| WHAT YOU WILL DO |
Filter the records for "enum" and keep each line that has it.

| GIVEN RECORDS |
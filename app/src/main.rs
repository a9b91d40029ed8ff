#![no_main]
#![no_std]

// Emergency ventilator firmware.
//
// Key Features:
// - 100 Hz control tick on TIM2: sensors, pressure control, actuators, alarm outputs
// - Cycle boundaries (calibration, cycle alarms, pending commands) handled inside the tick
// - Operator buttons polled once per tick
// - Alarm transitions and cycle summaries reported over defmt from a low priority task

// Licensed under the Apache License, Version 2.0
// Copyright 2024 Anton Khrustalev, creapunk.com

use defmt_rtt as _;
use panic_probe as _;

use hal::{self, clocks::Clocks, pac};

use respira_algo::{
    config::CONTROL_PERIOD_US,
    sensors::{PressureFrontEnd, SupplyMonitor},
    AlarmController, ControllerSnapshot, PressureController, VentilatorConfig,
};

use cortex_m;

/// One control tick per centisecond
const CONTROL_FREQ_HZ: u16 = 100;
const MS_PER_TICK: u32 = 10;

/// Supply rail matching the ADC full scale (11:1 divider on 3.3 V)
const MAX_SUP_VLTG: i32 = 36300;
const SUPPLY_FILTER: u8 = 200;

#[rtic::app(device = pac, peripherals = true, dispatchers = [TIM7])]
mod app {
    use super::*;

    use respira_drivers::*;

    #[shared]
    struct Shared {
        alarms: AlarmController,
    }

    #[local]
    struct Local {
        timer: control_timer::ControlTimer,
        analog: analog::AnalogInputs,
        pressure: PressureFrontEnd,
        supply: SupplyMonitor,
        controller: PressureController,
        servos: servo::ServoBank,
        inspiratory: servo::ValveServo,
        expiratory: servo::ValveServo,
        blower: servo::BlowerEsc,
        panel: alarm_panel::AlarmPanel,
        buttons: buttons::Buttons,
        tick: u16,
        uptime: u32,
    }

    #[init]
    fn init(ctx: init::Context) -> (Shared, Local) {
        let dp = ctx.device;
        let clock_cfg = Clocks::default();
        clock_cfg.setup().unwrap();

        let sysclk_freq = clock_cfg.sysclk(); // System clock frequency in Hz
        defmt::debug!("SYSTEM: Clock frequency is {} MHz", sysclk_freq / 1000000);

        let mut controller = match PressureController::new(VentilatorConfig::default()) {
            Ok(controller) => controller,
            Err(err) => defmt::panic!("SYSTEM: {}", err),
        };
        controller.init_respiratory_cycle();

        let mut servos = servo::ServoBank::new(dp.TIM3, &clock_cfg);
        servos.begin();
        let inspiratory = servo::ValveServo::new();
        let expiratory = servo::ValveServo::new();
        let blower = servo::BlowerEsc::new();
        // Both valves closed, ESC armed at its minimum pulse
        servos.apply(&inspiratory, &expiratory, &blower);

        let buzzer = buzzer::Buzzer::new(dp.TIM4, &clock_cfg);
        let panel = alarm_panel::AlarmPanel::new(buzzer);

        let mut alarms = AlarmController::new();
        alarms.play_boot_beep();

        let analog = analog::AnalogInputs::new(dp.ADC1, &clock_cfg);

        let mut timer = control_timer::ControlTimer::new(dp.TIM2, &clock_cfg, CONTROL_FREQ_HZ);
        timer.begin();

        (
            Shared { alarms },
            Local {
                timer,
                analog,
                pressure: PressureFrontEnd::default(),
                supply: SupplyMonitor::new(SUPPLY_FILTER, MAX_SUP_VLTG),
                controller,
                servos,
                inspiratory,
                expiratory,
                blower,
                panel,
                buttons: buttons::Buttons::new(),
                tick: 0,
                uptime: 0,
            },
        )
    }

    #[task(binds = TIM2, priority = 2, shared = [alarms],
        local = [timer, analog, pressure, supply, controller, servos, inspiratory, expiratory,
            blower, panel, buttons, tick, uptime])]
    fn control_tick(mut cx: control_tick::Context) {
        // Clear the update interrupt flag
        cx.local.timer.clear();

        let ctrl = cx.local.controller;
        let tick = *cx.local.tick;
        let uptime = *cx.local.uptime;
        let now_ms = uptime.wrapping_mul(MS_PER_TICK);

        let raw = cx.local.analog.read_pressure();
        let pressure = cx.local.pressure.tick(Some(raw));
        cx.local.supply.tick(cx.local.analog.read_supply());

        ctrl.update_dt(CONTROL_PERIOD_US);
        ctrl.update_pressure(pressure);

        cx.shared.alarms.lock(|alarms| {
            cx.local.buttons.poll(|button| {
                defmt::debug!("BUTTON: {}", button);
                on_button(button, ctrl, alarms, now_ms);
            });

            ctrl.compute(tick, alarms);
            ctrl.execute_commands(cx.local.inspiratory, cx.local.expiratory, cx.local.blower);
            cx.local
                .servos
                .apply(cx.local.inspiratory, cx.local.expiratory, cx.local.blower);

            alarms.run_alarm_effects(uptime, now_ms, cx.local.panel);

            let next = tick + 1;
            if next >= ctrl.centi_sec_per_cycle() {
                cx.local.supply.check_alarms(ctrl.cycle_number(), alarms);
                ctrl.end_respiratory_cycle(alarms);
                report::spawn(ctrl.snapshot()).ok();
                ctrl.init_respiratory_cycle();
                *cx.local.tick = 0;
            } else {
                *cx.local.tick = next;
            }
        });

        *cx.local.uptime = uptime.wrapping_add(1);
    }

    fn on_button(
        button: buttons::Button,
        ctrl: &mut PressureController,
        alarms: &mut AlarmController,
        now_ms: u32,
    ) {
        use buttons::Button;

        match button {
            Button::PeakUp => ctrl.on_peak_pressure_increase(),
            Button::PeakDown => ctrl.on_peak_pressure_decrease(),
            Button::PlateauUp => ctrl.on_plateau_pressure_increase(),
            Button::PlateauDown => ctrl.on_plateau_pressure_decrease(),
            Button::PeepUp => ctrl.on_peep_increase(),
            Button::PeepDown => ctrl.on_peep_decrease(),
            Button::CycleUp => ctrl.on_cycle_increase(),
            Button::CycleDown => ctrl.on_cycle_decrease(),
            Button::Snooze => {
                if alarms.is_snoozed() {
                    alarms.unsnooze();
                } else {
                    alarms.snooze(now_ms);
                }
            }
            Button::StartStop => {
                if ctrl.is_running() {
                    ctrl.request_stop();
                } else {
                    ctrl.request_start();
                }
            }
        }
    }

    // Telemetry: end of cycle summary and queued alarm transitions
    #[task(priority = 1, shared = [alarms])]
    async fn report(mut cx: report::Context, snapshot: ControllerSnapshot) {
        defmt::info!(
            "CYCLE {}: peak {} plateau {} peep {} blower {}",
            snapshot.cycle,
            snapshot.peak_pressure,
            snapshot.plateau_pressure,
            snapshot.peep,
            snapshot.blower_speed
        );

        while let Some(event) = cx.shared.alarms.lock(|alarms| alarms.pop_event()) {
            defmt::info!("ALARM: {}", event);
        }
    }
}

#[defmt::panic_handler]
fn panic() -> ! {
    cortex_m::asm::udf()
}
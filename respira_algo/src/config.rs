// Configuration of the respiratory control core.
//
// Key Features:
// - Compile-time constants for physiological ranges, alarm thresholds and actuator ranges
// - Runtime-tunable `VentilatorConfig` (PID gains, safety offset, command steps, blower range)
// - Construction-time validation returning `ConfigError`; the tick path never fails
//
// All pressures are expressed in mmH2O, all durations of the breathing cycle in centiseconds.

// Licensed under the Apache License, Version 2.0
// Copyright 2024 Anton Khrustalev, creapunk.com

use core::fmt;

use crate::commands::CommandSet;

/// Period of the control tick in microseconds (100 Hz).
pub const CONTROL_PERIOD_US: i32 = 10_000;

/// Number of centiseconds in one minute, used to derive the cycle duration.
pub const CENTISEC_PER_MINUTE: u16 = 6000;

// ######################## OPERATOR COMMAND RANGES ################################
pub const CYCLES_PER_MINUTE_MIN: u16 = 5;
pub const CYCLES_PER_MINUTE_MAX: u16 = 35;
pub const CYCLES_PER_MINUTE_DEFAULT: u16 = 20;

pub const PEEP_MIN_MMH2O: i16 = 50;
pub const PEEP_MAX_MMH2O: i16 = 300;
pub const PEEP_STEP_MMH2O: i16 = 10;
pub const PEEP_DEFAULT_MMH2O: i16 = 50;

pub const PLATEAU_MIN_MMH2O: i16 = 100;
pub const PLATEAU_MAX_MMH2O: i16 = 400;
pub const PLATEAU_STEP_MMH2O: i16 = 10;
pub const PLATEAU_DEFAULT_MMH2O: i16 = 300;

pub const PEAK_MIN_MMH2O: i16 = 100;
pub const PEAK_MAX_MMH2O: i16 = 700;
pub const PEAK_STEP_DEFAULT_MMH2O: i16 = 10;
pub const PEAK_DEFAULT_MMH2O: i16 = 400;

// ############################ CYCLE STATE MACHINE ################################
/// Share of the inhalation budget after which the hold phase starts regardless of pressure.
pub const HOLD_INSPIRATION_TIME_PERCENT: u32 = 80;

/// Distance to the peak command at which the inspiration is considered done.
pub const PEAK_APPROACH_MARGIN_MMH2O: i16 = 1;

// ############################ PLATEAU DETECTION ##################################
/// Size of the pressure window scanned for stability.
pub const MAX_PRESSURE_SAMPLES: usize = 10;

/// The window is stable when `max - min` stays strictly below this value.
pub const PRESSURE_STABILITY_THRESHOLD_MMH2O: i16 = 15;

/// Plateau accumulation may only be armed within the last 5% of the inhalation budget.
pub const PLATEAU_ARMING_WINDOW_PERCENT: u32 = 95;

/// Reported plateau when no plateau could be measured during the cycle.
pub const PLATEAU_UNKNOWN: i16 = i16::MIN;

// ########################## PEAK / BLOWER CALIBRATION ############################
/// Plateau errors below this share of the plateau command are not corrected.
pub const PEAK_CALIBRATION_DEADBAND_PERCENT: i32 = 5;
/// Plateau errors above this share get the coarse correction.
pub const PEAK_CALIBRATION_COARSE_PERCENT: i32 = 20;
pub const PEAK_CALIBRATION_FINE_STEP_MMH2O: i16 = 10;
pub const PEAK_CALIBRATION_COARSE_STEP_MMH2O: i16 = 30;

/// Blower increments by plateau start time, in percent of the inhalation budget.
/// The first tier whose bound is above the start time wins.
pub const BLOWER_INCREMENT_TIERS: [(u32, i16); 4] = [(30, -100), (45, -25), (60, 0), (75, 25)];
/// Increment when the plateau starts after the last tier (including the timeout).
pub const BLOWER_INCREMENT_LATE: i16 = 100;
/// Increment magnitude when no plateau was measured during the cycle.
pub const BLOWER_INCREMENT_NO_PLATEAU: i16 = 150;

// ############################### ACTUATORS #######################################
/// Servo position of a fully open pinch valve.
pub const VALVE_OPEN_STATE: u16 = 0;
/// Servo position of a fully closed pinch valve.
pub const VALVE_CLOSED_STATE: u16 = 125;

pub const BLOWER_SPEED_MIN: u16 = 300;
pub const BLOWER_SPEED_MAX: u16 = 1800;
pub const BLOWER_SPEED_DEFAULT: u16 = 900;

// ################################# ALARMS ########################################
pub const ALARM_THRESHOLD_PLATEAU_DIFFERENCE_PERCENT: i32 = 20;
pub const ALARM_THRESHOLD_MIN_PRESSURE_MMH2O: i16 = 20;
pub const ALARM_THRESHOLD_PEEP_DIFFERENCE_MMH2O: i16 = 20;
pub const ALARM_THRESHOLD_MAX_PRESSURE_MMH2O: i16 = 800;

/// Duration of an operator mute.
pub const SNOOZE_DURATION_MS: u32 = 120_000;
/// The alarm line on the display is refreshed every N ticks.
pub const ALARM_DISPLAY_REFRESH_TICKS: u16 = 50;
/// Half period of the blinking alarm LEDs.
pub const ALARM_LED_BLINK_HALF_PERIOD_MS: u32 = 500;

// ############################## SUPPLY MONITOR ###################################
pub const MAINS_CONNECTED_MIN_MV: i32 = 27_000;
pub const BATTERY_LOW_MV: i32 = 24_600;
pub const BATTERY_VERY_LOW_MV: i32 = 24_000;

/// Largest magnitude accepted for the PID integral window (milli-permille).
pub const PID_INTEGRAL_LIMIT: i32 = 1_000_000_000;
/// Largest magnitude accepted for the PID command window (permille).
pub const PID_COMMAND_LIMIT: i32 = 1_000_000;

/// Gains and windows of one PID loop.
///
/// Gains are fixed point x1000. The integral is accumulated in milli-permille of valve travel
/// and the command is produced in permille, later mapped onto the servo range.
#[derive(Clone, Copy, Debug, PartialEq, Eq)]
#[cfg_attr(feature = "defmt", derive(defmt::Format))]
pub struct PidGains {
    pub kp: i32,
    pub ki: i32,
    pub kd: i32,
    pub integral_min: i32,
    pub integral_max: i32,
    pub command_min: i32,
    pub command_max: i32,
}

impl PidGains {
    /// Inspiratory (blower side) loop: positive command opens the valve.
    pub const BLOWER: PidGains = PidGains {
        kp: 2500,
        ki: 10_000,
        kd: 10,
        integral_min: -1_000_000,
        integral_max: 1_000_000,
        command_min: 0,
        command_max: 1000,
    };

    /// Expiratory (patient side) loop: negative command opens the valve.
    ///
    /// The narrow integral window lets the valve close quickly once the pressure reaches PEEP.
    pub const PATIENT: PidGains = PidGains {
        kp: 2500,
        ki: 10_000,
        kd: 10,
        integral_min: -50_000,
        integral_max: 50_000,
        command_min: -1000,
        command_max: 0,
    };

    fn is_valid(&self) -> bool {
        let integral = -PID_INTEGRAL_LIMIT..=PID_INTEGRAL_LIMIT;
        let command = -PID_COMMAND_LIMIT..=PID_COMMAND_LIMIT;
        self.integral_min < self.integral_max
            && self.command_min < self.command_max
            && integral.contains(&self.integral_min)
            && integral.contains(&self.integral_max)
            && command.contains(&self.command_min)
            && command.contains(&self.command_max)
    }
}

/// Loop identifier used in configuration errors.
#[derive(Clone, Copy, Debug, PartialEq, Eq)]
#[cfg_attr(feature = "defmt", derive(defmt::Format))]
pub enum PidLoop {
    Blower,
    Patient,
}

/// Reasons a configuration is rejected at construction.
#[derive(Clone, Copy, Debug, PartialEq, Eq)]
#[cfg_attr(feature = "defmt", derive(defmt::Format))]
pub enum ConfigError {
    /// Integral or command window is empty, inverted or too wide.
    PidWindow(PidLoop),
    /// The safety PEEP offset must not lower the expiratory target.
    NegativeSafetyOffset,
    /// The peak command step must be positive and fit the peak range.
    PeakStep,
    /// Blower speed range is empty or the default lies outside of it.
    BlowerRange,
    /// One of the initial operator commands lies outside its range.
    InitialCommands,
}

impl fmt::Display for ConfigError {
    fn fmt(&self, f: &mut fmt::Formatter<'_>) -> fmt::Result {
        match self {
            ConfigError::PidWindow(PidLoop::Blower) => f.write_str("invalid blower PID window"),
            ConfigError::PidWindow(PidLoop::Patient) => f.write_str("invalid patient PID window"),
            ConfigError::NegativeSafetyOffset => f.write_str("negative safety PEEP offset"),
            ConfigError::PeakStep => f.write_str("peak command step out of range"),
            ConfigError::BlowerRange => f.write_str("invalid blower speed range"),
            ConfigError::InitialCommands => f.write_str("initial commands out of range"),
        }
    }
}

/// Runtime configuration of the pressure controller.
#[derive(Clone, Copy, Debug, PartialEq, Eq)]
#[cfg_attr(feature = "defmt", derive(defmt::Format))]
pub struct VentilatorConfig {
    pub blower_pid: PidGains,
    pub patient_pid: PidGains,
    /// Added to the PEEP command for the expiratory loop only.
    pub patient_safety_peep_offset: i16,
    /// Step of the operator peak command.
    pub peak_step: i16,
    /// Commands in effect at boot.
    pub initial_commands: CommandSet,
    pub blower_speed_min: u16,
    pub blower_speed_max: u16,
    pub blower_speed_default: u16,
}

impl VentilatorConfig {
    pub const fn new() -> Self {
        Self {
            blower_pid: PidGains::BLOWER,
            patient_pid: PidGains::PATIENT,
            patient_safety_peep_offset: 5,
            peak_step: PEAK_STEP_DEFAULT_MMH2O,
            initial_commands: CommandSet::DEFAULT,
            blower_speed_min: BLOWER_SPEED_MIN,
            blower_speed_max: BLOWER_SPEED_MAX,
            blower_speed_default: BLOWER_SPEED_DEFAULT,
        }
    }

    /// Checks every field against its documented range.
    pub fn validate(&self) -> Result<(), ConfigError> {
        if !self.blower_pid.is_valid() {
            return Err(ConfigError::PidWindow(PidLoop::Blower));
        }
        if !self.patient_pid.is_valid() {
            return Err(ConfigError::PidWindow(PidLoop::Patient));
        }
        if self.patient_safety_peep_offset < 0 {
            return Err(ConfigError::NegativeSafetyOffset);
        }
        if !(1..=PEAK_MAX_MMH2O - PEAK_MIN_MMH2O).contains(&self.peak_step) {
            return Err(ConfigError::PeakStep);
        }
        if self.blower_speed_min >= self.blower_speed_max
            || !(self.blower_speed_min..=self.blower_speed_max).contains(&self.blower_speed_default)
        {
            return Err(ConfigError::BlowerRange);
        }
        if !self.initial_commands.is_within_bounds() {
            return Err(ConfigError::InitialCommands);
        }
        Ok(())
    }
}

impl Default for VentilatorConfig {
    fn default() -> Self {
        Self::new()
    }
}

#[cfg(test)]
mod tests {
    use super::*;

    #[test]
    fn default_config_is_valid() {
        assert_eq!(VentilatorConfig::default().validate(), Ok(()));
    }

    #[test]
    fn rejects_inverted_pid_window() {
        let mut config = VentilatorConfig::default();
        config.patient_pid.command_min = 10;
        assert_eq!(
            config.validate(),
            Err(ConfigError::PidWindow(PidLoop::Patient))
        );
    }

    #[test]
    fn rejects_peak_step_wider_than_peak_range() {
        let mut config = VentilatorConfig::default();
        config.peak_step = i16::MAX;
        assert_eq!(config.validate(), Err(ConfigError::PeakStep));
        config.peak_step = PEAK_MAX_MMH2O - PEAK_MIN_MMH2O;
        assert_eq!(config.validate(), Ok(()));
        config.peak_step = 0;
        assert_eq!(config.validate(), Err(ConfigError::PeakStep));
    }

    #[test]
    fn rejects_unbounded_pid_windows() {
        let mut config = VentilatorConfig::default();
        config.blower_pid.command_min = i32::MIN;
        config.blower_pid.command_max = i32::MAX;
        assert_eq!(config.validate(), Err(ConfigError::PidWindow(PidLoop::Blower)));

        let mut config = VentilatorConfig::default();
        config.patient_pid.integral_max = PID_INTEGRAL_LIMIT + 1;
        assert_eq!(config.validate(), Err(ConfigError::PidWindow(PidLoop::Patient)));
    }

    #[test]
    fn rejects_default_speed_outside_blower_range() {
        let mut config = VentilatorConfig::default();
        config.blower_speed_default = BLOWER_SPEED_MAX + 1;
        assert_eq!(config.validate(), Err(ConfigError::BlowerRange));
    }

    #[test]
    fn rejects_plateau_above_peak() {
        let mut config = VentilatorConfig::default();
        config.initial_commands.max_plateau = 350;
        config.initial_commands.max_peak = 300;
        assert_eq!(config.validate(), Err(ConfigError::InitialCommands));
    }
}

| EXPECTED ANSWER |
pub enum PidLoop {
pub enum ConfigError {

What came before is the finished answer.